分离纯化核酸注意事项 1 保证核酸一级结构的完整性 2 去除其它生物大分子的污染（蛋白、糖类、脂类分子）。 3去除其它核酸分子的污染（提取DNA，去除RNA污染）。 4 去除对酶有抑制作用的有机溶剂和高浓度金属离子。 5简化操作步骤，缩短提取过程。 6防止物理、化学因素（剪切力、高温、强酸强碱）对核酸的降解。 7防止生物因素（核酸酶）对核酸的降解。

酶与核酸分离纯化的时候，需要注意的地方是不同的。酶类首先要注意的就是温度，很多蛋白质都是热敏感性的，你必须要注意低温操作，所有的步骤最好是在4度的环境下进行。接着要注意的就是避免使用一些会造成蛋白质变性的试剂，比如说重金属盐，有机试剂。严格意义上来说，要提取活性酶，任何可能使蛋白质沉淀的试剂和方法都要避免使用。最好就是直接在液体环境下进行，比较理想的方法就是色谱柱层析。然后，实际上为了防止蛋白质在提取过程中被释放的内源性蛋白酶（木瓜蛋白酶，枯草蛋白酶等等）降解蛋白质，还需要在提取环境中加入适当的蛋白酶抑制剂。对于核酸，DNA和RNA分离的时候要求也不同。对于DNA，这是一种非常稳定的物质，一般来说只要防止内源性的对于核酸，DNA和RNA分离的时候要求也不同。对于DNA，这是一种非常稳定的物质，一般来说只要防止内源性的DNA酶降解，目前发现的DNA酶都需要二价金属离子辅助的（如镁离子，钙离子），所以加入二价金属离子螯合剂EDTA就可以抑制DNA酶的活性。DNA提取纯化过程中最主要的问题就是长链DNA的物理损伤，所以操作过程中一定要轻柔，忌剧烈振荡。对于RNA分子，RNA分子是一类非常不稳定的物质。而且对RNA酶特别敏感，而RNA酶是一种无处不在的酶，灰尘与空气以及人体的唾液和皮肤都有RNA酶的存在，而且RNA酶是一种非常稳定的酶，强酸强碱以及一般高温高压灭菌程序都不能使其彻底变性，而且它并不需要任何辅助因子就能发挥酶活性。所以在提取过程中，所有器材都需要灭RNA酶处理（0.1%DEPC水浸泡过夜，再灭菌处理）。整个提取过程中戴手套操作，并且手套要经常换。
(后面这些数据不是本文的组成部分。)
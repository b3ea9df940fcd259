// SPDX-License-Identifier: MPL-2.0
//! Test utilities for float comparisons and synthetic test images.
//!
//! Re-exports the `approx` crate's assertion macros for float comparison,
//! which properly handle floating-point precision issues that `assert_eq!` cannot.

pub use approx::assert_abs_diff_eq;

use image_rs::{Rgb, RgbImage};

/// Solid-color RGB image.
pub fn solid_rgb(width: u32, height: u32, rgb: [u8; 3]) -> RgbImage {
    RgbImage::from_pixel(width, height, Rgb(rgb))
}

/// RGB image whose channels are equal, ramping from black to white left to right.
pub fn gray_gradient(width: u32, height: u32) -> RgbImage {
    RgbImage::from_fn(width, height, |x, _| {
        #[allow(clippy::cast_possible_truncation)]
        let v = ((x * 255) / width.max(2).saturating_sub(1)).min(255) as u8;
        Rgb([v, v, v])
    })
}

/// Writes an executable `/bin/sh` script named `name` into `dir`.
#[cfg(unix)]
pub fn write_script(dir: &std::path::Path, name: &str, body: &str) -> std::path::PathBuf {
    use std::os::unix::fs::PermissionsExt;

    let path = dir.join(name);
    std::fs::write(&path, format!("#!/bin/sh\n{body}")).unwrap();
    std::fs::set_permissions(&path, std::fs::Permissions::from_mode(0o755)).unwrap();
    path
}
避免在实验过程中说话。

提酶的话就小心有机溶剂和温度之类的. 提DNA就不要剧烈摇动以防止DNA断裂, 但要是提取质粒DNA不用考虑这个问题. 提RNA的话有的时候还不能说话, 尤其是mRNA, 而且要动作快, 防止唾液里的RNase将RNA降解.